Mylonitic, struktur nonfoliasi yang dibentuk oleh adanya penggerusan mekanik pada
metamorfosa kataklastik, menunjukan goresan-goresan akibat penggerusan yang kuat
dan belum terjadi rekristalisasi mineral-mineral primer, batuannya disebut Mylonite
(Milonit).

Phyllonitic, gejala dan kenampakan sama dengan milonitik tetapi butirannya halus,
sudah terjadi rekristalisasi, menunjukan kilap silky, batuannya disebut Phyllonite
(Filonit).

C. Tekstur Batuan Metamorf


Tekstur batuan metamorf adalah kenampakan batuan yang berdasarkan ukuran, bentuk atau
orientasi butir mineral individual penyusun batuan metamorf.

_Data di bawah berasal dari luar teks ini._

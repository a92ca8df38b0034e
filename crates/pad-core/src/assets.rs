//! Per-pad sample and image slots, filled once before interaction starts.

use thiserror::Error;

#[derive(Debug, Error, Clone, PartialEq, Eq)]
pub enum LoadError {
    #[error("asset {index} not found at {path}")]
    Missing { index: usize, path: String },
    #[error("asset {index} could not be decoded: {reason}")]
    Decode { index: usize, reason: String },
}

impl LoadError {
    pub fn index(&self) -> usize {
        match self {
            LoadError::Missing { index, .. } | LoadError::Decode { index, .. } => *index,
        }
    }
}

/// Synchronous asset provider. Front-ends that load asynchronously collect
/// their results and use [`AssetBank::from_results`] instead.
pub trait AssetSource {
    type Sample;
    type Image;

    fn load_sample(&mut self, index: usize) -> Result<Self::Sample, LoadError>;
    fn load_image(&mut self, index: usize) -> Result<Self::Image, LoadError>;
}

/// Immutable pad index → asset mapping. A failed load leaves an empty slot.
#[derive(Clone, Debug)]
pub struct AssetBank<T> {
    slots: Vec<Option<T>>,
}

pub type SampleBank<S> = AssetBank<S>;
pub type ImageBank<I> = AssetBank<I>;

impl<T> Default for AssetBank<T> {
    fn default() -> Self {
        Self { slots: Vec::new() }
    }
}

impl<T> AssetBank<T> {
    /// Build a bank from per-index results, in index order. Failures are
    /// returned alongside so the caller can report them once.
    pub fn from_results<It>(results: It) -> (Self, Vec<LoadError>)
    where
        It: IntoIterator<Item = Result<T, LoadError>>,
    {
        let mut failures = Vec::new();
        let slots = results
            .into_iter()
            .map(|r| r.map_err(|e| failures.push(e)).ok())
            .collect();
        (Self { slots }, failures)
    }

    pub fn get(&self, index: usize) -> Option<&T> {
        self.slots.get(index).and_then(Option::as_ref)
    }

    pub fn len(&self) -> usize {
        self.slots.len()
    }

    pub fn is_empty(&self) -> bool {
        self.slots.is_empty()
    }

    pub fn loaded_count(&self) -> usize {
        self.slots.iter().filter(|s| s.is_some()).count()
    }
}

impl<S> AssetBank<S> {
    pub fn load_samples<A>(source: &mut A, count: usize) -> (Self, Vec<LoadError>)
    where
        A: AssetSource<Sample = S>,
    {
        let (bank, failures) = Self::from_results((0..count).map(|i| source.load_sample(i)));
        for e in &failures {
            log::error!("[assets] sample load failed, pad stays silent: {}", e);
        }
        (bank, failures)
    }

    pub fn load_images<A>(source: &mut A, count: usize) -> (Self, Vec<LoadError>)
    where
        A: AssetSource<Image = S>,
    {
        let (bank, failures) = Self::from_results((0..count).map(|i| source.load_image(i)));
        for e in &failures {
            log::warn!("[assets] image load failed, drawing placeholder: {}", e);
        }
        (bank, failures)
    }
}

1. Berdasarkan ketahanan terhadap proses metamorfosa

Berdasarkan ketahanan terhadap prose metamorfosa ini tekstur batuan metamorf dapat
dibedakan menjadi:
a. Tekstur Relic (sisa)
Tekstur batuan metamorf yang masih menunjukan sisa tekstur batuan asalnya. Penamaannya
dengan memberi awalan blasto (kemudian disambung dengan nama tekstur sisa), misalnya:
tekstur Blastoporfiritik. Penamaan lainnya dengan memberi awalan meta, misalnya
Metasedimen, Metagraywacke, Metavulkanik, dsb.
b. Tekstur Kristaloblastik
Tekstur kristoblastik adalah setiap tekstur yang terbentuk pada saat metamorfosa.
Penamaannya dengan memberi akhiran blastik. Penamaan ini dipakai untuk memberikan
nama tekstur yang terbentuk oleh rekristalisasi proses metamorphosis. Misalnya, tekstur
porfiroblastik, yaitu batuan metamorf yang memperlihatkan tekstur mirip porfiritik pada
batuan beku, tapi tekstur ini betul-betul akibat rekristalisasi metamorfosis.

2. Berdasarkan ukuran butir


Berdasarkan butirnya tekstur batuan metmorf dapat dibedakan menjadi:

Fanerit, bila butiran kristal masih dapat dilihat dengan mata.

Afanitit, bila ukuran butir kristal tidak dapat dilihat dengan mata.

3. Berdasarkan bentuk individu kristal


Bentuk individu kristal pada batuan metamorf dapat dibedakan menjadi:

Euhedral, bila kristal dibatasi oleh bidang permukaan bidang kristal itu sendiri.

Subhedral, bila kristal dibatasi oleh sebagian bidang permukaannya sendiri dan
sebagian oleh bidang permukaan kristal disekitarnya.

Anhedral, bila kristal dibatasi seluruhnya oleh bidang permukaan kristal lain
disekitarnya.

Berdasarkan bentuk kristal tersebut maka tekstur batuan metamorf dapat dibedakan menjadi:

Idioblastik, apabila mineralnya dibatasi oleh kristal berbentuk euhedral.

Xenoblastik/Hypidioblastik, apabila mineralnya dibatasi oleh kristal berbentuk


anhedral.

4. Berdasarkan Bentuk Mineral


Berdasarkan bentuk mineralnya tekstur batuan metamorf dapat dibedakan menjadi:

Lepidoblastik, apabila mineralnya penyusunnya berbentuk tabular.

Nematoblastik, apabila mineral penyusunnya berbentuk prismatic.

Granoblastik, apabila mineral penyusunnya berbentuk granular, equidimensional,


batas mineralnya bersifat tidak teratur dan umumnya kristalnya berbentuk anhedral.

Granoblastik, apabila mineral penyusunnya berbentuk granular, equidimensional,


batas mineralnya bersifat lebih teratur dan umumnya kristalnya berbentuk anhedral.